BEGIN

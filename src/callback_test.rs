use super::*;
use crate::session::{LocalSessionStore, SessionError};
use crate::storage::{MemoryStorage, StorageError};
use std::sync::Arc;

fn url(s: &str) -> Url {
    Url::parse(s).unwrap()
}

// =============================================================================
// parse_fragment
// =============================================================================

#[test]
fn full_fragment_parses() {
    let tokens = parse_fragment("#access_token=A&id_token=I&expires_in=3600&token_type=Bearer").unwrap();
    assert_eq!(tokens, TokenSet { access_token: "A".into(), id_token: "I".into(), expires_in: 3600 });
}

#[test]
fn leading_hash_is_optional() {
    assert!(parse_fragment("access_token=A&id_token=I&expires_in=1").is_some());
}

#[test]
fn missing_any_key_is_none() {
    assert_eq!(parse_fragment("access_token=A&id_token=I"), None);
    assert_eq!(parse_fragment("access_token=A&expires_in=10"), None);
    assert_eq!(parse_fragment("id_token=I&expires_in=10"), None);
    assert_eq!(parse_fragment(""), None);
    assert_eq!(parse_fragment("#"), None);
}

#[test]
fn non_numeric_expiry_is_none() {
    assert_eq!(parse_fragment("access_token=A&id_token=I&expires_in=soon"), None);
    assert_eq!(parse_fragment("access_token=A&id_token=I&expires_in=-5"), None);
    assert_eq!(parse_fragment("access_token=A&id_token=I&expires_in=1.5"), None);
}

#[test]
fn empty_tokens_are_none() {
    assert_eq!(parse_fragment("access_token=&id_token=I&expires_in=10"), None);
    assert_eq!(parse_fragment("access_token=A&id_token=&expires_in=10"), None);
}

#[test]
fn values_are_percent_decoded() {
    let tokens = parse_fragment("access_token=a%2Eb%3D&id_token=x.y.z&expires_in=60").unwrap();
    assert_eq!(tokens.access_token, "a.b=");
}

#[test]
fn first_occurrence_wins() {
    let tokens = parse_fragment("id_token=first&id_token=second&access_token=A&expires_in=5").unwrap();
    assert_eq!(tokens.id_token, "first");
}

#[test]
fn error_redirect_is_none() {
    assert_eq!(parse_fragment("error=access_denied&error_description=nope"), None);
}

// =============================================================================
// complete_redirect
// =============================================================================

#[test]
fn scrub_removes_only_fragment() {
    let scrubbed = scrub_fragment(&url("http://localhost:5173/admin/callback?x=1#access_token=A"));
    assert_eq!(scrubbed.as_str(), "http://localhost:5173/admin/callback?x=1");
}

#[tokio::test]
async fn redirect_with_tokens_saves_session() {
    let store = LocalSessionStore::new(Arc::new(MemoryStorage::new()));
    let location = url("http://localhost:5173/admin/callback#access_token=A&id_token=I&expires_in=3600");

    let outcome = complete_redirect(&location, &store).await;

    assert_eq!(outcome.view, CallbackView::Authenticated);
    assert_eq!(outcome.location.as_str(), "http://localhost:5173/admin/callback");
    assert_eq!(store.auth_header().await.as_deref(), Some("Bearer I"));
}

#[tokio::test]
async fn redirect_without_tokens_is_unauthenticated() {
    let store = LocalSessionStore::new(Arc::new(MemoryStorage::new()));
    let location = url("http://localhost:5173/admin/callback#error=access_denied");

    let outcome = complete_redirect(&location, &store).await;

    assert_eq!(outcome.view, CallbackView::Unauthenticated);
    assert_eq!(outcome.location.fragment(), None);
    assert!(!store.is_authenticated().await);
}

#[tokio::test]
async fn redirect_processed_twice_is_harmless() {
    let store = LocalSessionStore::new(Arc::new(MemoryStorage::new()));
    let location = url("http://localhost:5173/admin/callback#access_token=A&id_token=I&expires_in=60");

    let first = complete_redirect(&location, &store).await;
    let second = complete_redirect(&location, &store).await;

    assert_eq!(first, second);
    assert_eq!(store.auth_header().await.as_deref(), Some("Bearer I"));
}

struct RejectingStore;

#[async_trait::async_trait]
impl SessionStore for RejectingStore {
    async fn auth_header(&self) -> Option<String> {
        None
    }

    async fn save_session(&self, _tokens: &TokenSet) -> Result<(), SessionError> {
        Err(SessionError::Storage(StorageError::InvalidKey("blog_auth_tokens".into())))
    }

    async fn clear_session(&self) -> Result<(), SessionError> {
        Ok(())
    }
}

#[tokio::test]
async fn store_failure_falls_back_to_unauthenticated() {
    let location = url("http://localhost:5173/admin/callback#access_token=A&id_token=I&expires_in=60");
    let outcome = complete_redirect(&location, &RejectingStore).await;
    assert_eq!(outcome.view, CallbackView::Unauthenticated);
    assert_eq!(outcome.location.fragment(), None);
}
use super::*;
use crate::session::{LocalSessionStore, TokenSet};
use crate::storage::{KeyValueStorage, MemoryStorage};
use crate::test_helpers::ManualClock;

fn store() -> (Arc<LocalSessionStore>, Arc<ManualClock>) {
    let clock = Arc::new(ManualClock::new(1_700_000_000_000));
    let store = Arc::new(LocalSessionStore::with_clock(Arc::new(MemoryStorage::new()), clock.clone()));
    (store, clock)
}

fn tokens(expires_in: u64) -> TokenSet {
    TokenSet { access_token: "a".into(), id_token: "i".into(), expires_in }
}

#[tokio::test(start_paused = true)]
async fn initial_value_reflects_store() {
    let (store, _) = store();
    store.save_session(&tokens(60)).await.unwrap();

    let watch = AuthWatch::spawn(store, DEFAULT_POLL_INTERVAL).await;
    assert!(watch.is_authenticated());
}

#[tokio::test(start_paused = true)]
async fn expiry_is_published() {
    let (store, clock) = store();
    store.save_session(&tokens(10)).await.unwrap();
    let watch = AuthWatch::spawn(store, DEFAULT_POLL_INTERVAL).await;
    let mut rx = watch.subscribe();

    clock.advance_secs(10);
    rx.changed().await.unwrap();

    assert!(!*rx.borrow_and_update());
    assert!(!watch.is_authenticated());
}

#[tokio::test(start_paused = true)]
async fn sign_in_elsewhere_is_published() {
    let (store, _) = store();
    let watch = AuthWatch::spawn(store.clone(), Duration::from_secs(1)).await;
    let mut rx = watch.subscribe();
    assert!(!*rx.borrow_and_update());

    store.save_session(&tokens(3600)).await.unwrap();
    rx.changed().await.unwrap();
    assert!(*rx.borrow_and_update());
}

#[tokio::test(start_paused = true)]
async fn unchanged_state_is_not_republished() {
    let (store, _) = store();
    store.save_session(&tokens(3600)).await.unwrap();
    let watch = AuthWatch::spawn(store, Duration::from_secs(1)).await;
    let rx = watch.subscribe();

    tokio::time::sleep(Duration::from_secs(10)).await;
    assert!(!rx.has_changed().unwrap());
}

#[tokio::test(start_paused = true)]
async fn watcher_never_writes_the_store() {
    let storage = Arc::new(MemoryStorage::new());
    let clock = Arc::new(ManualClock::new(0));
    let store = Arc::new(LocalSessionStore::with_clock(storage.clone(), clock.clone()));
    store.save_session(&tokens(3600)).await.unwrap();
    let before = storage.get_item(crate::session::SESSION_KEY).unwrap();

    let _watch = AuthWatch::spawn(store, Duration::from_secs(1)).await;
    tokio::time::sleep(Duration::from_secs(30)).await;

    assert_eq!(storage.get_item(crate::session::SESSION_KEY).unwrap(), before);
}

#[tokio::test(start_paused = true)]
async fn stop_ends_polling() {
    let (store, _) = store();
    let watch = AuthWatch::spawn(store, Duration::from_secs(1)).await;
    let mut rx = watch.subscribe();

    watch.stop();
    assert!(rx.changed().await.is_err());
}

#[tokio::test(start_paused = true)]
async fn zero_interval_still_polls() {
    let (store, _) = store();
    let watch = AuthWatch::spawn(store.clone(), Duration::ZERO).await;
    let mut rx = watch.subscribe();
    assert!(!*rx.borrow_and_update());

    store.save_session(&tokens(3600)).await.unwrap();
    rx.changed().await.unwrap();

    assert!(*rx.borrow_and_update());
    assert!(!watch.task.is_finished());
}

END

Directions → Consider the entries above and return each line with the string "RejectingStore".

Response →
struct RejectingStore;
impl SessionStore for RejectingStore {
    let outcome = complete_redirect(&location, &RejectingStore).await;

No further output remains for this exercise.